For years, doctors doubted the existence of “chemo brain,” a condition in which many cancer patients described a loss of memory and mental function after undergoing chemotherapy.

A study published this week in Archives of Neurology lends evidence to the existence of chemo brain. Volunteers took a series of tests that measured different brain functions, including one in which an MRI machine recorded their brain activity. The research included breast cancer survivors who had surgery and chemotherapy, survivors who had surgery but no chemotherapy, and women with no history of breast cancer but whose ages, education and menopausal status were similar to those of the women who had chemo. The study authors said the findings suggest that chemotherapy may cause neurotoxic brain injury.

UC Irvine’s Dr. Daniela Bota was not involved in this study but says the findings are not a surprise.

“Doctors used to think the cognitive effects of chemotherapy were psychological, a form of depression,” says Bota, a professor of neurology and one of only 300 neuro-oncologists in the U.S. “But we’re finding a biological basis.”
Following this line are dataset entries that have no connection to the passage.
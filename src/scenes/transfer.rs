use super::{Context, GameScene, Scene, SceneKind, Transition};
use crate::config::Settings;
use crate::surface::{DrawSurface, Rgb, TextStyle};

/// "Get ready" banner between levels. The text shrinks and fades one step
/// per tick, then the level starts. Ignores every key.
#[derive(Clone, Debug, PartialEq)]
pub struct TransferScene {
    level: u32,
    font_size: f32,
    font_color: f32,
    font_step: f32,
    color_step: f32,
    min_font_size: f32,
}

impl TransferScene {
    pub fn new(level: u32, settings: &Settings) -> Self {
        TransferScene {
            level,
            font_size: settings.transfer_font_size,
            font_color: settings.transfer_font_color,
            font_step: settings.transfer_font_step,
            color_step: settings.transfer_color_step,
            min_font_size: settings.transfer_min_font_size,
        }
    }

    pub fn level(&self) -> u32 {
        self.level
    }

    pub fn font_size(&self) -> f32 {
        self.font_size
    }

    pub fn font_color(&self) -> u8 {
        self.font_color.round() as u8
    }

    /// Advance the animation one tick; `true` once the text is too small to show.
    fn step(&mut self) -> bool {
        self.font_size -= self.font_step;
        self.font_color = (self.font_color - self.color_step).max(0.0);
        self.font_size < self.min_font_size
    }
}

impl Scene for TransferScene {
    fn kind(&self) -> SceneKind {
        SceneKind::Transfer
    }

    fn update(&mut self, _ctx: &mut Context) -> Transition {
        if self.step() {
            Transition::go_to(GameScene::new(self.level))
        } else {
            Transition::None
        }
    }

    fn draw(&self, ctx: &Context, surface: &mut dyn DrawSurface) {
        let shade = self.font_color();
        surface.draw_text(
            &format!("Get ready for level {}", self.level),
            ctx.boundaries.center_x(),
            ctx.canvas.height / 2.0,
            TextStyle::centered(self.font_size.max(0.0), Rgb(255, shade, shade)),
        );
    }
}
She and neurosurgeon Dr. Mark Linskey, co-directors of UC Irvine's Comprehensive Brain Tumor Program at the Chao Family Comprehensive Cancer Center, have discovered that certain chemotherapeutic agents destroy the stem cells in the brain that would have become neurons for creating and storing memories.

In laboratory studies on healthy brain stem cells and those that cause gliomas, or brain cancer, Bota and Linskey found that two widely used chemotherapies profoundly damaged healthy neural stem cells but had little effect on brain tumor stem cells. Two newer chemotherapy drugs they tested that specifically target tumor cell proteins, however, caused little or no harm to neural stem cells while wiping out the tumor’s stem cells.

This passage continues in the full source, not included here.